Provided information:
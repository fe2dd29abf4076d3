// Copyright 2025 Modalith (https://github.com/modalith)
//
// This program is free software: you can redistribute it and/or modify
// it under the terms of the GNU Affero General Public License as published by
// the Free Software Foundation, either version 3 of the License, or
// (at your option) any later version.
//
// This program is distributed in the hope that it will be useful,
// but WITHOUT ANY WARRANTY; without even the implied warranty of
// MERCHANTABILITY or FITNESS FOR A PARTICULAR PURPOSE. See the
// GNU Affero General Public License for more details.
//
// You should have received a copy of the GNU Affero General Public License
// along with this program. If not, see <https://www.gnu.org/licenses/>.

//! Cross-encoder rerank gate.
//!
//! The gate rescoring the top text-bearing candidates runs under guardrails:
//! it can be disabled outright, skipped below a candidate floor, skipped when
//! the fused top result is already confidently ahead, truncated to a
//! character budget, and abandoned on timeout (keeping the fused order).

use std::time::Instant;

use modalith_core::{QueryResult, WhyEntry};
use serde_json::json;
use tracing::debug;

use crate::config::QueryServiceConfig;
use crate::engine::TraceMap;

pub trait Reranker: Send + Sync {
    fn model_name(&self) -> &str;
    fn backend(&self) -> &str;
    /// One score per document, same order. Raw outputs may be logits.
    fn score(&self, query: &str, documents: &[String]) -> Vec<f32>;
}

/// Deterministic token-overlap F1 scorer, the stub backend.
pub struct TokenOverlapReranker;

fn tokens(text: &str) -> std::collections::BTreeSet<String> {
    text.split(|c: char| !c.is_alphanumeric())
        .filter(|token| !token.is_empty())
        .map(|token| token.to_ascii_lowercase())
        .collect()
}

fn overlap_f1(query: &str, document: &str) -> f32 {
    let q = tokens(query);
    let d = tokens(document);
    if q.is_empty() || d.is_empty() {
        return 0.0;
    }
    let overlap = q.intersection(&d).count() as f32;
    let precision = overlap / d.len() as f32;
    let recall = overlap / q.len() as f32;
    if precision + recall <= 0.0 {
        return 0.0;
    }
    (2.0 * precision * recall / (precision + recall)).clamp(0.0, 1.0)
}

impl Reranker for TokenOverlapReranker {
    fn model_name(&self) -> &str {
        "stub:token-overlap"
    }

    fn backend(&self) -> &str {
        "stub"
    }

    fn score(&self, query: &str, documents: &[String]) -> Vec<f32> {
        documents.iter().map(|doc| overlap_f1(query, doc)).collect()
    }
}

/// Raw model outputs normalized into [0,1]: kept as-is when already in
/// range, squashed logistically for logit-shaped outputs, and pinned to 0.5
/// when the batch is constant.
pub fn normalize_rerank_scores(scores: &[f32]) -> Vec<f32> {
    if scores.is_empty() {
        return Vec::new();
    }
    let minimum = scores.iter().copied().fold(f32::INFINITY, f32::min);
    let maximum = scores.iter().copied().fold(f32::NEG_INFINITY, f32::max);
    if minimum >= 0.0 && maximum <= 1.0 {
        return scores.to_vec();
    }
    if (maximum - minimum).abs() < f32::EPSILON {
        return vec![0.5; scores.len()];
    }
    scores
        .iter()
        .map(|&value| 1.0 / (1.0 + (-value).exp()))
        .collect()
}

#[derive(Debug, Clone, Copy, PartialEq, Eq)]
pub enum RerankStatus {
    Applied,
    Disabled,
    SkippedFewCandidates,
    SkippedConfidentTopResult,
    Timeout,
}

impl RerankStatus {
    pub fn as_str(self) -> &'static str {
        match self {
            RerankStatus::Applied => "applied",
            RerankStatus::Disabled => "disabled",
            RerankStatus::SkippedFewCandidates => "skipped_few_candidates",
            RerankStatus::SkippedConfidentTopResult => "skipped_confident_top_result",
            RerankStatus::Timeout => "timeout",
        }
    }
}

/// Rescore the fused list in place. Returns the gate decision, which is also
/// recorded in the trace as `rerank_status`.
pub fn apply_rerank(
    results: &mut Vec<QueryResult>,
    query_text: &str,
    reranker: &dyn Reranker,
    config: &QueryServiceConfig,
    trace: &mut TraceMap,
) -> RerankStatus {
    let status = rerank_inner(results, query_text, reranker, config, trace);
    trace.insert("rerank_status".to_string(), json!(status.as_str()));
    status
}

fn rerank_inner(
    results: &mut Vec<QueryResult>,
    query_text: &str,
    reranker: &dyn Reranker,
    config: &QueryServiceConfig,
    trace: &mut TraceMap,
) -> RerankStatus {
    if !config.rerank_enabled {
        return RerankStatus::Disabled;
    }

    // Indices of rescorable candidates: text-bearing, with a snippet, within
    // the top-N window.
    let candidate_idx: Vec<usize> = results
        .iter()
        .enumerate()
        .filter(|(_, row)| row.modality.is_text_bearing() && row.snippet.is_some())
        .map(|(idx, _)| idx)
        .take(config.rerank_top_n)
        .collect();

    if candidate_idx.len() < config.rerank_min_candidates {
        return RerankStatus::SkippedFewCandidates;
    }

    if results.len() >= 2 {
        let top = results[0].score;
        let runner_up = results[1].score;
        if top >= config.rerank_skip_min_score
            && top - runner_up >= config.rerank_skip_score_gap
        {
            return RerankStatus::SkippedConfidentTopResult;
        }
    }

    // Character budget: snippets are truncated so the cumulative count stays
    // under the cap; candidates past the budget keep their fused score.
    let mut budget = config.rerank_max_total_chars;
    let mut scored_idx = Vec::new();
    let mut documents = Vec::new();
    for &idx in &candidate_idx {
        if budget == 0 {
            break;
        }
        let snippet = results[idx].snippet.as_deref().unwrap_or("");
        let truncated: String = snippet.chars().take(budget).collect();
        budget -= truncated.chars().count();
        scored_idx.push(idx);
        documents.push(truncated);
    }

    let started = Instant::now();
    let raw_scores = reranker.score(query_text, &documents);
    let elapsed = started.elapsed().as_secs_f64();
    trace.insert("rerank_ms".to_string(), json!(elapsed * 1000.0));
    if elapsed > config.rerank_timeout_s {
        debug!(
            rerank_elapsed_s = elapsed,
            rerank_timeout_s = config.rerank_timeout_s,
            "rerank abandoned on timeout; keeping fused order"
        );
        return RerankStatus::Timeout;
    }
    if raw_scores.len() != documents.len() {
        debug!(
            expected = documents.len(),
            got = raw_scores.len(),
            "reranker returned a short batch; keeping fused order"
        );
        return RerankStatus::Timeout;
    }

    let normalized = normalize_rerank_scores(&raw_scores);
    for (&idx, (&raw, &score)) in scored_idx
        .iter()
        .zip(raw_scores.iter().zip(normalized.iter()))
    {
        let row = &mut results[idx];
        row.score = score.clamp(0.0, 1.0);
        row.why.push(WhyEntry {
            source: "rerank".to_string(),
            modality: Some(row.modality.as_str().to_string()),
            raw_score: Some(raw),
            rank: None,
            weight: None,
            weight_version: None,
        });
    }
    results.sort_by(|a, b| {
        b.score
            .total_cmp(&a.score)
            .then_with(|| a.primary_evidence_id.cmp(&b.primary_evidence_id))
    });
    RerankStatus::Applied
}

==

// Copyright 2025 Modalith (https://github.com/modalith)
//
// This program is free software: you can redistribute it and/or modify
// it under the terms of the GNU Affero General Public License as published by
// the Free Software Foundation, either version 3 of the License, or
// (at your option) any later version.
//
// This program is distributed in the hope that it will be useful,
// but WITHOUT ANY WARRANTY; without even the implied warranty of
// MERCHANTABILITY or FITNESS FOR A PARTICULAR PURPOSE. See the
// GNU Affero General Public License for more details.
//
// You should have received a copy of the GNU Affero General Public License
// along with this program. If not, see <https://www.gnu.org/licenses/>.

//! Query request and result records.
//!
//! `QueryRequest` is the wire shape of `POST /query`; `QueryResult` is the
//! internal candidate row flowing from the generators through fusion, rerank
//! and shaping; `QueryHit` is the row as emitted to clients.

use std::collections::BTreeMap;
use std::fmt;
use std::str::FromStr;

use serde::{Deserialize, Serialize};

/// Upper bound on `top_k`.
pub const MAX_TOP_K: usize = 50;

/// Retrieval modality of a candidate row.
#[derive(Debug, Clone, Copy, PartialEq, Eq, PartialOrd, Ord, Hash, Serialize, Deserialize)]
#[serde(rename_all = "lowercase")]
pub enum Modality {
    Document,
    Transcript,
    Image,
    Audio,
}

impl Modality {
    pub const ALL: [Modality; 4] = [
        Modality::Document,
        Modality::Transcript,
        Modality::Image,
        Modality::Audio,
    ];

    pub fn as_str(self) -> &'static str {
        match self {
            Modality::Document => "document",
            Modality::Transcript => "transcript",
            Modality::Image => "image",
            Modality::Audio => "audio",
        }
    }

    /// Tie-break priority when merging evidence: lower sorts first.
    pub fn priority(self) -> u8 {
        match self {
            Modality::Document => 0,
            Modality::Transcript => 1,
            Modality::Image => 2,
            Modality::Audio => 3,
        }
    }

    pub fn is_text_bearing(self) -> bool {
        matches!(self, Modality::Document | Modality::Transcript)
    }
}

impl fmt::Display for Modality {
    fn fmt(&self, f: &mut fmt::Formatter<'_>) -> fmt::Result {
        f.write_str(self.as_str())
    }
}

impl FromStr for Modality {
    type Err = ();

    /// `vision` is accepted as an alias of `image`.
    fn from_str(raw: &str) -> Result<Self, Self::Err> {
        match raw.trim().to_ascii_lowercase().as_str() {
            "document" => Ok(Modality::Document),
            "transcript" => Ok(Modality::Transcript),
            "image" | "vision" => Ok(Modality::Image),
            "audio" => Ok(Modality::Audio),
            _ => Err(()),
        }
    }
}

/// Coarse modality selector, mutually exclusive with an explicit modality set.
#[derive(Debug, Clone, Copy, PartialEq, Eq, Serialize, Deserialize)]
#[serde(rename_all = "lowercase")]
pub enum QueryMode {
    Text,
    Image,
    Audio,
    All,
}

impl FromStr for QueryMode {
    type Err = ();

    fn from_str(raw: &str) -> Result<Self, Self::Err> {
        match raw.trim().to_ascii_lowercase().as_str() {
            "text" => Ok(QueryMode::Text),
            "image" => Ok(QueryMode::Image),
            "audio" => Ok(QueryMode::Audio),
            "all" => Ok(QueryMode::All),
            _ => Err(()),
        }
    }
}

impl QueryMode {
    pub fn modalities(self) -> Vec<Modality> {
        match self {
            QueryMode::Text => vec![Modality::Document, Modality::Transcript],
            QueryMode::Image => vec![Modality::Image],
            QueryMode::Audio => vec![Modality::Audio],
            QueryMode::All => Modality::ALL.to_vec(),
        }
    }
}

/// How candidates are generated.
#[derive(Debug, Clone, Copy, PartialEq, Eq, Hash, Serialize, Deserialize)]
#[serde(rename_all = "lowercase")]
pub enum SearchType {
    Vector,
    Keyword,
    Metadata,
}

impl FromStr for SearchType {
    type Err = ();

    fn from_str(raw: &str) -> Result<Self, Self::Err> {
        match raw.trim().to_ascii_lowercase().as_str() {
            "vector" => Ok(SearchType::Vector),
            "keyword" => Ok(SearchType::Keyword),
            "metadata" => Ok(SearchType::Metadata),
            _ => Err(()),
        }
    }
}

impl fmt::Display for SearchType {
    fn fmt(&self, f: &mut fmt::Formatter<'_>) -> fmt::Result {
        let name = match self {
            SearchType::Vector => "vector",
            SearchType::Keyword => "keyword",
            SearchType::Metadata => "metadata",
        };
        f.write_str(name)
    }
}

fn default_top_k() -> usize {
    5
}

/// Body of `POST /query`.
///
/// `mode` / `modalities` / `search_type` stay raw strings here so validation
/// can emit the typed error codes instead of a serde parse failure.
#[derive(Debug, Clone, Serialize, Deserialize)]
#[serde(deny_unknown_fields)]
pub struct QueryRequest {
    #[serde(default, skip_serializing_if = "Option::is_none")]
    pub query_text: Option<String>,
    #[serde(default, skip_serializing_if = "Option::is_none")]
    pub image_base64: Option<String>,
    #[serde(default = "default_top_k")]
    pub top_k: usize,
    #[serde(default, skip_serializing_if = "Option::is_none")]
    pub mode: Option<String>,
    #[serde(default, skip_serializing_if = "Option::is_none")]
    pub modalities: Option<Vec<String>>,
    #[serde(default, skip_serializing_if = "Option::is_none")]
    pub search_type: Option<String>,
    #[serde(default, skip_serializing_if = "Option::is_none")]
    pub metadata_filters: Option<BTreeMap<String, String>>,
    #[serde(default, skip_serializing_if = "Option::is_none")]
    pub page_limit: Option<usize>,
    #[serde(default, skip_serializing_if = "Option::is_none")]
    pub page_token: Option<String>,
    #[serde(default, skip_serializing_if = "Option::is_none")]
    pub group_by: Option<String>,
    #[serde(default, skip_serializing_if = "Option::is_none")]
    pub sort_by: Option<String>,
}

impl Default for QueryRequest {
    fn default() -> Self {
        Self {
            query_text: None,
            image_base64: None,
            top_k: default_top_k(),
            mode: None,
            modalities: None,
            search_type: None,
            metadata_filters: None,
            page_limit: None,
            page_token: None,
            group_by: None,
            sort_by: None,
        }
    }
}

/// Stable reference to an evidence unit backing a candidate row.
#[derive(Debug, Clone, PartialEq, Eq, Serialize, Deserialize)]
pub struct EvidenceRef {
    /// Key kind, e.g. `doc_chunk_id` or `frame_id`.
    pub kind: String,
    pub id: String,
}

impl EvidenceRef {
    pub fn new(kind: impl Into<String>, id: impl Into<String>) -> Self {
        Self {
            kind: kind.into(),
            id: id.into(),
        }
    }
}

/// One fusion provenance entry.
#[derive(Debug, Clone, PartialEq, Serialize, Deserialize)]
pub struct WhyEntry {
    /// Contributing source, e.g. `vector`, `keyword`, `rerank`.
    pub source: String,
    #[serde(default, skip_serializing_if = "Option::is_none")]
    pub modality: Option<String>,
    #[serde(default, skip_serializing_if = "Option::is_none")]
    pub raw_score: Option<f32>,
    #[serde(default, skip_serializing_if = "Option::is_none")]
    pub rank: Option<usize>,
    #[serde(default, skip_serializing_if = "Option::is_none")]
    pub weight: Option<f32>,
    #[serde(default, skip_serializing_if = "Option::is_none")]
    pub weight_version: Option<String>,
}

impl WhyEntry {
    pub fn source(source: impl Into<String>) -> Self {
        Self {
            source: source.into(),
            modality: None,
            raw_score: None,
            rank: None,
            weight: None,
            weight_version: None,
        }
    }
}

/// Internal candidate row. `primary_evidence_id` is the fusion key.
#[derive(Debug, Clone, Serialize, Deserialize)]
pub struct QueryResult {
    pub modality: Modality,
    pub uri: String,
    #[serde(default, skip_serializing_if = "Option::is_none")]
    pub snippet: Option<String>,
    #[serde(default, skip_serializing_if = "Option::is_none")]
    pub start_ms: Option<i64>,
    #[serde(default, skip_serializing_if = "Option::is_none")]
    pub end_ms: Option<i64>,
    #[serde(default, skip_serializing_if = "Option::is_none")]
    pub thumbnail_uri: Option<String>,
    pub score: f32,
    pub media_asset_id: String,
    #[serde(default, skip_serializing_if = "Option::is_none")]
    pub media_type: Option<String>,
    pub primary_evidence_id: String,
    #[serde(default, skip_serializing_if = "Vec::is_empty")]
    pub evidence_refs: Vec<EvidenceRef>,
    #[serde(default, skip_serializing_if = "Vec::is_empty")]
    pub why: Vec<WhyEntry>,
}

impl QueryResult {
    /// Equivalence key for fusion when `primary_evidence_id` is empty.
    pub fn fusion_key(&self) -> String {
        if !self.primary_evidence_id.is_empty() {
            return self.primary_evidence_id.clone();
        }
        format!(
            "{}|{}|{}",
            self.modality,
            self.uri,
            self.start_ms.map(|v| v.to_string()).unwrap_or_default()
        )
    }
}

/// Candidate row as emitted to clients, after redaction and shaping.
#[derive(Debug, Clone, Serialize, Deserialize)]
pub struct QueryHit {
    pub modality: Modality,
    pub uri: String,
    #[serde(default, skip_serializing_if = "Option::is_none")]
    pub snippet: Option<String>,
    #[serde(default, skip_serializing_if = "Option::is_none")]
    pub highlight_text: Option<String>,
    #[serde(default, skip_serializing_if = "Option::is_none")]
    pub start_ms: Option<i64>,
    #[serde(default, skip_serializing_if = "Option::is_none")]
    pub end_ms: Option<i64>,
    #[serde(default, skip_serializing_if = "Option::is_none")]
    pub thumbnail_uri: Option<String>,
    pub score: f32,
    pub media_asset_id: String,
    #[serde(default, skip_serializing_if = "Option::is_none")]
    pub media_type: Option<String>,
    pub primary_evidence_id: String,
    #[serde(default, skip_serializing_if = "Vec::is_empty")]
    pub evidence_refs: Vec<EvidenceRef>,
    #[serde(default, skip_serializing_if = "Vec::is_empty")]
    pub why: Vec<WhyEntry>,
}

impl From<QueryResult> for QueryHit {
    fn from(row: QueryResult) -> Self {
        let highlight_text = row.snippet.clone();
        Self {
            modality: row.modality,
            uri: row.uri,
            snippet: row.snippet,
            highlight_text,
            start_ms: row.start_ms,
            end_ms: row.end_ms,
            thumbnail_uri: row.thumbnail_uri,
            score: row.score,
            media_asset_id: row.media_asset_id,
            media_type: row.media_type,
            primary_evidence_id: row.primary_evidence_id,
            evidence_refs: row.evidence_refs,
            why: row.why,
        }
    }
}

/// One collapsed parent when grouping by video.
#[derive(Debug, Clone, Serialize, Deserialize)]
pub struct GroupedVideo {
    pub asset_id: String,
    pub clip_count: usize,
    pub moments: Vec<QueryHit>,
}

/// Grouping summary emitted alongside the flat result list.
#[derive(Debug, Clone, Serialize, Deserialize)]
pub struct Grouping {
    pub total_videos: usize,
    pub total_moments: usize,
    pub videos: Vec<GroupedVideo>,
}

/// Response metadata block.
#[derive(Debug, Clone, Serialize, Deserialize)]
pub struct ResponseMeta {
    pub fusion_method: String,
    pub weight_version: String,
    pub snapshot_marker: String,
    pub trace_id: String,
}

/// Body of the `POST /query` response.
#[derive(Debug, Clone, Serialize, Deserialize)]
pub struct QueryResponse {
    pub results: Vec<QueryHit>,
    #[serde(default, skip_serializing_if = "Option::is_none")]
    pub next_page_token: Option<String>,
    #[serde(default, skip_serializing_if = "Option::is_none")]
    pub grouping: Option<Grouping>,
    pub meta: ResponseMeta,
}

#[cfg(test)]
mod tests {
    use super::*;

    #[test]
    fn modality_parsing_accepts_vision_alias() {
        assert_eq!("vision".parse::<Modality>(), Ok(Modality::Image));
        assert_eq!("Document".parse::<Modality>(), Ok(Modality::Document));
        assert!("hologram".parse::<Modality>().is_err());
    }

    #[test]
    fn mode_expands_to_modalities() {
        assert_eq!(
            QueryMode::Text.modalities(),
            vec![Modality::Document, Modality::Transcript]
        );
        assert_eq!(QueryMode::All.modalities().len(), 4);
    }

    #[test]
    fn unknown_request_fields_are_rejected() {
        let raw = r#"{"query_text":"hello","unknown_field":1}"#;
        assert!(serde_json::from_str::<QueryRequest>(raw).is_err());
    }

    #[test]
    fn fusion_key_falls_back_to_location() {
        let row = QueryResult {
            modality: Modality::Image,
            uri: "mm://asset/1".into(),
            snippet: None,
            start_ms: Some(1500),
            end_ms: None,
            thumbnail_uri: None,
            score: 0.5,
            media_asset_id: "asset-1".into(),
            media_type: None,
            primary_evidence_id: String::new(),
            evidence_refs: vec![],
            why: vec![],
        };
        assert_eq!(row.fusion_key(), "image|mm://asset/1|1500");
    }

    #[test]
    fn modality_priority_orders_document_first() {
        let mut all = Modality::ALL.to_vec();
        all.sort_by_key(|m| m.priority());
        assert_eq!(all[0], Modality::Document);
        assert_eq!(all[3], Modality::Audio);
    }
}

Exercise description: Look through the entries above. Copy out every line holding the word "QueryResult".

Response for this exercise:
use modalith_core::{QueryResult, WhyEntry};
    results: &mut Vec<QueryResult>,
    results: &mut Vec<QueryResult>,
//! `QueryRequest` is the wire shape of `POST /query`; `QueryResult` is the
pub struct QueryResult {
impl QueryResult {
impl From<QueryResult> for QueryHit {
    fn from(row: QueryResult) -> Self {
        let row = QueryResult {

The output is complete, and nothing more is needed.